For Gretchen, this had hardly been an issue during the first few months of her pregnancy. She was only occasionally in touch with Henry when he sent her a new CD, and Carson had long ago stopped sending her birthday cards, so what little contact she had with her family rested on her parents, both of whom had been withdrawn for so long that they seemed hardly to exist in their physical bodies. Keeping them at a distance had never been the issue; in fact, they seemed more comfortable that way, to live free of confrontations with their children.
But Ray was different. He saw confrontation as a must. How else could there be evolution? Since they joined the community of gender-neutral parents just over a year ago, he took it upon himself to incorporate their core philosophies into his every movement, from his art to his weekly talks with his mother who lived in Florida. And therein was the problem. Whereas Gretchen was hell-bent on laboring in private, Ray was all for extending a family invitation to the birth. At the very least, they should be invited to the hospital, where special doctors and nurses were familiar with the ground rules of this new way of parenting—one obstetrician had even considered joining the group as a full-time member.
After a few glasses of wine one evening, Ray confided in Gretchen that his mother insisted on coming, and that he’d finally agreed on the grounds that it was part of her continuing education and that the birth itself was a live performance.
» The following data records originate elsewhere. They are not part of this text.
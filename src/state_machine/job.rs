use std::path::{Path, PathBuf};

use chrono::{DateTime, Utc};
use serde::{Deserialize, Serialize};
use uuid::Uuid;

use super::state::JobState;

/// Bumps an even kernel size to the next odd value. Odd values pass through.
pub fn normalize_kernel_size(kernel_size: u32) -> u32 {
    kernel_size | 1
}

/// What the caller asks for. Folders may still be unset at this point.
#[derive(Debug, Clone, Default)]
pub struct JobRequest {
    pub kernel_size: u32,
    pub input_dir: Option<PathBuf>,
    pub output_dir: Option<PathBuf>,
}

/// Validated, immutable description of one job.
#[derive(Debug, Clone, PartialEq, Eq, Serialize, Deserialize)]
pub struct JobSpec {
    kernel_size: u32,
    input_dir: PathBuf,
    output_dir: PathBuf,
    unit_count: usize,
}

impl JobSpec {
    /// Builds a spec, normalizing the kernel size to odd.
    pub fn new(kernel_size: u32, input_dir: PathBuf, output_dir: PathBuf, unit_count: usize) -> Self {
        Self {
            kernel_size: normalize_kernel_size(kernel_size),
            input_dir,
            output_dir,
            unit_count,
        }
    }

    pub fn kernel_size(&self) -> u32 {
        self.kernel_size
    }

    pub fn input_dir(&self) -> &Path {
        &self.input_dir
    }

    pub fn output_dir(&self) -> &Path {
        &self.output_dir
    }

    pub fn unit_count(&self) -> usize {
        self.unit_count
    }

    /// Positional arguments handed to the kernel executable, in contract order.
    pub fn positional_args(&self) -> [String; 4] {
        [
            self.kernel_size.to_string(),
            self.input_dir.display().to_string(),
            self.output_dir.display().to_string(),
            self.unit_count.to_string(),
        ]
    }
}

/// Lifecycle record for one submission.
#[derive(Debug, Clone, Serialize, Deserialize)]
pub struct Job {
    pub id: String,
    pub state: JobState,
    pub state_history: Vec<JobState>,
    pub exit_code: Option<i32>,
    pub created_at: DateTime<Utc>,
    pub updated_at: DateTime<Utc>,
}

impl Job {
    pub fn new() -> Self {
        let now = Utc::now();
        Self {
            id: Uuid::new_v4().to_string(),
            state: JobState::Idle,
            state_history: Vec::new(),
            exit_code: None,
            created_at: now,
            updated_at: now,
        }
    }

    pub fn is_active(&self) -> bool {
        matches!(self.state, JobState::Running | JobState::Finalizing)
    }
}

impl Default for Job {
    fn default() -> Self {
        Self::new()
    }
}

/// Structured record printed once a job reaches a terminal state.
#[derive(Debug, Clone, Serialize, Deserialize)]
pub struct JobSummary {
    pub job_id: String,
    pub spec: JobSpec,
    pub state: JobState,
    pub state_transitions: Vec<JobState>,
    pub exit_code: Option<i32>,
    pub started_at: DateTime<Utc>,
    pub completed_at: DateTime<Utc>,
    pub duration_ms: i64,
}

impl JobSummary {
    pub fn from_job(job: &Job, spec: &JobSpec) -> Self {
        let now = Utc::now();
        let duration = now - job.created_at;
        let mut transitions = job.state_history.clone();
        transitions.push(job.state);

        Self {
            job_id: job.id.clone(),
            spec: spec.clone(),
            state: job.state,
            state_transitions: transitions,
            exit_code: job.exit_code,
            started_at: job.created_at,
            completed_at: now,
            duration_ms: duration.num_milliseconds(),
        }
    }
}

#[cfg(test)]
mod tests {
    use super::*;

    #[test]
    fn kernel_size_is_bumped_to_odd() {
        assert_eq!(normalize_kernel_size(4), 5);
        assert_eq!(normalize_kernel_size(7), 7);
        assert_eq!(normalize_kernel_size(0), 1);
        assert_eq!(normalize_kernel_size(154), 155);
    }

    #[test]
    fn normalized_kernel_is_smallest_odd_not_below_input() {
        for k in 0..200u32 {
            let n = normalize_kernel_size(k);
            assert_eq!(n % 2, 1);
            assert!(n >= k);
            assert!(n - k <= 1);
        }
    }

    #[test]
    fn spec_normalizes_on_construction() {
        let spec = JobSpec::new(8, "in".into(), "out".into(), 3);
        assert_eq!(spec.kernel_size(), 9);
        assert_eq!(spec.unit_count(), 3);
    }

    #[test]
    fn positional_args_follow_contract_order() {
        let spec = JobSpec::new(5, "/data/in".into(), "/data/out".into(), 12);
        assert_eq!(spec.positional_args(), ["5", "/data/in", "/data/out", "12"]);
    }

    #[test]
    fn job_creation_defaults() {
        let job = Job::new();
        assert_eq!(job.state, JobState::Idle);
        assert!(job.state_history.is_empty());
        assert!(job.exit_code.is_none());
        assert!(!job.is_active());
    }

    #[test]
    fn summary_from_job_appends_current_state() {
        let mut job = Job::new();
        job.state_history.push(JobState::Idle);
        job.state = JobState::Running;
        let spec = JobSpec::new(3, "in".into(), "out".into(), 1);

        let summary = JobSummary::from_job(&job, &spec);
        assert_eq!(summary.job_id, job.id);
        assert_eq!(summary.state_transitions, vec![JobState::Idle, JobState::Running]);
        assert_eq!(summary.spec, spec);
    }

    #[test]
    fn summary_serializes_state_names() {
        let job = Job::new();
        let spec = JobSpec::new(3, "in".into(), "out".into(), 1);
        let json = serde_json::to_string(&JobSummary::from_job(&job, &spec)).unwrap();
        assert!(json.contains(r#""state":"idle""#));
    }
}
//! Configuração do distfilter carregada a partir de `distfilter.toml`.
//!
//! A struct [`DistfilterConfig`] reúne o contrato com o kernel externo
//! (lançador, flags, executável, proporção de artefatos) e as políticas de
//! acompanhamento do job. Valores ausentes no arquivo usam defaults.
//! A variável de ambiente `DISTFILTER_HOSTFILE` tem precedência sobre o arquivo.

use std::path::{Path, PathBuf};
use std::time::Duration;

use anyhow::{Context, Result, bail};
use serde::{Deserialize, Serialize};

use crate::gallery::GalleryOrder;

/// Arquivo de configuração procurado no diretório atual.
pub const CONFIG_FILE: &str = "distfilter.toml";

/// Estratégia usada para acompanhar o progresso de um job.
#[derive(Debug, Clone, Copy, PartialEq, Eq, Default, Serialize, Deserialize)]
#[serde(rename_all = "snake_case")]
pub enum MonitorStrategy {
    /// Conta linhas `PROGRESS` na saída combinada do processo.
    #[default]
    StreamMarker,
    /// Conta artefatos na pasta de saída periodicamente.
    FolderPoll,
}

/// O que fazer quando o processo externo termina com código diferente de zero.
#[derive(Debug, Clone, Copy, PartialEq, Eq, Default, Serialize, Deserialize)]
#[serde(rename_all = "snake_case")]
pub enum ExitPolicy {
    /// Finaliza sempre; o código de saída é apenas reportado.
    #[default]
    AlwaysFinalize,
    /// Marca o job como falho e pula a finalização.
    FailOnNonZero,
}

/// Configuração de nível superior carregada de `distfilter.toml`.
#[derive(Debug, Clone, Deserialize)]
pub struct DistfilterConfig {
    /// Lançador do runtime distribuído.
    #[serde(default = "default_launcher")]
    pub launcher: String,

    /// Flags fixas de seleção de transporte/interface passadas ao lançador.
    #[serde(default = "default_launch_flags")]
    pub launch_flags: Vec<String>,

    /// Arquivo com a lista de hosts. `None` omite `--hostfile`.
    #[serde(default = "default_hostfile")]
    pub hostfile: Option<String>,

    /// Executável do kernel de filtragem.
    #[serde(default = "default_executable")]
    pub executable: String,

    /// Extensão das imagens de entrada contadas como unidades.
    #[serde(default = "default_extension")]
    pub input_extension: String,

    /// Extensão dos artefatos escritos pelo kernel.
    #[serde(default = "default_extension")]
    pub artifact_extension: String,

    /// Artefatos produzidos por unidade de entrada (contrato com o kernel).
    #[serde(default = "default_artifacts_per_unit")]
    pub artifacts_per_unit: usize,

    /// Período de amostragem da estratégia de polling, em milissegundos.
    #[serde(default = "default_poll_interval_ms")]
    pub poll_interval_ms: u64,

    #[serde(default)]
    pub strategy: MonitorStrategy,

    #[serde(default)]
    pub exit_policy: ExitPolicy,

    #[serde(default)]
    pub gallery_order: GalleryOrder,

    /// Log de resultados reescrito pelo kernel ao terminar.
    #[serde(default = "default_results_log")]
    pub results_log: PathBuf,

    /// Destino da cópia do relatório detalhado.
    #[serde(default = "default_detailed_report")]
    pub detailed_report: PathBuf,

    /// Texto exibido quando o log de resultados não existe.
    #[serde(default = "default_fallback_message")]
    pub fallback_message: String,

    /// Remove artefatos antigos da pasta de saída antes de lançar.
    #[serde(default = "default_purge_stale_artifacts")]
    pub purge_stale_artifacts: bool,

    /// Tamanho de kernel usado quando a CLI não informa um.
    #[serde(default = "default_kernel_size")]
    pub default_kernel_size: u32,
}

fn default_launcher() -> String {
    "mpirun".to_string()
}

// Flags de transporte do cluster: TCP restrito à interface da rede interna.
fn default_launch_flags() -> Vec<String> {
    [
        "--mca",
        "btl_tcp_if_include",
        "enp0s8",
        "--mca",
        "oob_tcp_if_include",
        "enp0s8",
        "--mca",
        "plm_rsh_no_tree_spawn",
        "1",
    ]
    .into_iter()
    .map(String::from)
    .collect()
}

fn default_hostfile() -> Option<String> {
    Some("/mirror/machinefile".to_string())
}

fn default_executable() -> String {
    "./my_mpi_program".to_string()
}

fn default_extension() -> String {
    "bmp".to_string()
}

fn default_artifacts_per_unit() -> usize {
    6
}

fn default_poll_interval_ms() -> u64 {
    500
}

fn default_results_log() -> PathBuf {
    PathBuf::from("final_log.txt")
}

fn default_detailed_report() -> PathBuf {
    PathBuf::from("detailed_report.txt")
}

fn default_fallback_message() -> String {
    "final_log.txt was not found".to_string()
}

fn default_purge_stale_artifacts() -> bool {
    true
}

fn default_kernel_size() -> u32 {
    3
}

impl Default for DistfilterConfig {
    fn default() -> Self {
        Self {
            launcher: default_launcher(),
            launch_flags: default_launch_flags(),
            hostfile: default_hostfile(),
            executable: default_executable(),
            input_extension: default_extension(),
            artifact_extension: default_extension(),
            artifacts_per_unit: default_artifacts_per_unit(),
            poll_interval_ms: default_poll_interval_ms(),
            strategy: MonitorStrategy::default(),
            exit_policy: ExitPolicy::default(),
            gallery_order: GalleryOrder::default(),
            results_log: default_results_log(),
            detailed_report: default_detailed_report(),
            fallback_message: default_fallback_message(),
            purge_stale_artifacts: default_purge_stale_artifacts(),
            default_kernel_size: default_kernel_size(),
        }
    }
}

impl DistfilterConfig {
    /// Carrega `distfilter.toml` do diretório atual, ou o caminho informado.
    /// Usa valores padrão se o arquivo padrão não existir; um caminho
    /// explícito inexistente é erro.
    pub fn load(path: Option<&Path>) -> Result<Self> {
        let mut config = match path {
            Some(path) => Self::from_file(path)?,
            None if Path::new(CONFIG_FILE).exists() => Self::from_file(Path::new(CONFIG_FILE))?,
            None => Self::default(),
        };

        // Variável de ambiente tem precedência sobre o arquivo para o hostfile.
        if let Ok(hostfile) = std::env::var("DISTFILTER_HOSTFILE")
            && !hostfile.is_empty()
        {
            config.hostfile = Some(hostfile);
        }

        config.validate()?;
        Ok(config)
    }

    fn from_file(path: &Path) -> Result<Self> {
        let contents = std::fs::read_to_string(path)
            .with_context(|| format!("failed to read {}", path.display()))?;
        let config = toml::from_str::<DistfilterConfig>(&contents)
            .with_context(|| format!("failed to parse {}", path.display()))?;
        Ok(config)
    }

    /// Rejeita combinações que tornariam o acompanhamento impossível.
    pub fn validate(&self) -> Result<()> {
        if self.launcher.trim().is_empty() {
            bail!("launcher must not be empty");
        }
        if self.artifacts_per_unit == 0 {
            bail!("artifacts_per_unit must be at least 1");
        }
        if self.poll_interval_ms == 0 {
            bail!("poll_interval_ms must be at least 1");
        }
        Ok(())
    }

    pub fn poll_interval(&self) -> Duration {
        Duration::from_millis(self.poll_interval_ms)
    }
}
use std::fmt;
use std::path::PathBuf;

use thiserror::Error;

/// Which folder a job is missing.
#[derive(Debug, Clone, Copy, PartialEq, Eq)]
pub enum FolderRole {
    Input,
    Output,
}

impl fmt::Display for FolderRole {
    fn fmt(&self, f: &mut fmt::Formatter<'_>) -> fmt::Result {
        match self {
            FolderRole::Input => write!(f, "input"),
            FolderRole::Output => write!(f, "output"),
        }
    }
}

/// Failures surfaced at the job orchestration boundary.
///
/// A missing results log is not one of them: finalization substitutes a
/// fallback text and still completes.
#[derive(Debug, Error)]
pub enum JobError {
    #[error("Select both folders: the {0} folder is not set")]
    MissingFolder(FolderRole),

    #[error("No .{extension} images found in {}", .dir.display())]
    EmptyInput { dir: PathBuf, extension: String },

    #[error("A job is already running")]
    JobAlreadyRunning,

    #[error("Failed to launch `{program}`: {source}")]
    Launch {
        program: String,
        #[source]
        source: std::io::Error,
    },

    #[error("External job exited with {}", describe_exit(.code))]
    ProcessExit { code: Option<i32> },
}

fn describe_exit(code: &Option<i32>) -> String {
    match code {
        Some(code) => format!("status {code}"),
        None => "no status (terminated by signal)".to_string(),
    }
}

#[cfg(test)]
mod tests {
    use super::*;

    #[test]
    fn missing_folder_display() {
        let err = JobError::MissingFolder(FolderRole::Output);
        assert_eq!(err.to_string(), "Select both folders: the output folder is not set");
    }

    #[test]
    fn empty_input_display() {
        let err = JobError::EmptyInput {
            dir: PathBuf::from("/data/in"),
            extension: "bmp".into(),
        };
        assert_eq!(err.to_string(), "No .bmp images found in /data/in");
    }

    #[test]
    fn launch_error_keeps_cause() {
        let err = JobError::Launch {
            program: "mpirun".into(),
            source: std::io::Error::new(std::io::ErrorKind::NotFound, "not found"),
        };
        assert_eq!(err.to_string(), "Failed to launch `mpirun`: not found");
        assert!(std::error::Error::source(&err).is_some());
    }

    #[test]
    fn process_exit_display() {
        assert_eq!(
            JobError::ProcessExit { code: Some(3) }.to_string(),
            "External job exited with status 3"
        );
        assert_eq!(
            JobError::ProcessExit { code: None }.to_string(),
            "External job exited with no status (terminated by signal)"
        );
    }

    #[test]
    fn error_is_send_sync() {
        fn assert_send_sync<T: Send + Sync>() {}
        assert_send_sync::<JobError>();
    }
}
Ah, the fury. “I’m not going to let this birth turn into some sort of night class.” Gretchen glowered at him across the kitchen. “If you want to make
this into some sort of arty statement, then take it to the stage for your own show. As for me, I’m hoping for as few lights as possible and an audience of two or three—the doctor, me, and this baby. If you can’t accept that, then you shouldn’t come at all.”
“Don’t be ridiculous,” Ray said, his eyes warm with wine and laughter. He’d moved across the counter to put his arm around her. She’d ducked and stood crossly in the center of the floor, tapping a clog.
“Call her,” she demanded. “Tell her.”
“Gretchen, she’s my mother.”
“You are a wimp,” Gretchen said, pronouncing the words slowly.
Ray flinched.
“Wimp,” Gretchen said again.
“We’re in this together,” Ray said firmly. “We’re pregnant.”
“Wimmmmp.” Gretchen let it out slowly, like a low call.
“Please don’t say that again.” Ray set his teeth.
“Really?” Gretchen had raised her eyebrows. “You don’t think that caving in to your mother’s demands is wimpy? You don’t think it’s a form of faltering on our values?”
She locked eyes with him. He adjusted his head scarf, took another sip of wine.
“I’ve had a full day of practice; I’d like to discuss this tomorrow,” he said curtly, folding his arms.
“I don’t think I’ll be here tomorrow.” With that, Gretchen plucked her car keys from the hook, stuffed a change of clothes in her shoulder bag, and left the house. “Wimp,” she called before closing the front door on her way out. On her way down the sidewalk, she heard the sound of breaking glass through the open window.
She had been glad for the concert ticket from her brother. She had been even happier still to pull up to his tour bus in the parking lot behind the club and find him alone inside, leaning against the plush red seats, his boot propped on a chrome rail as he studied his face in a mirror. He applied ash and black lipstick.
“This Ray guy, he sounds a little wacky,” Henry said when Gretchen told him about their fight. “Listen, you can ride with us as long as you want.” Henry’s eyes, usually bloodshot and sullen, lit up. “We could start a spin-off,” he gibed. “The Niece/Nephew of Carson Glide.”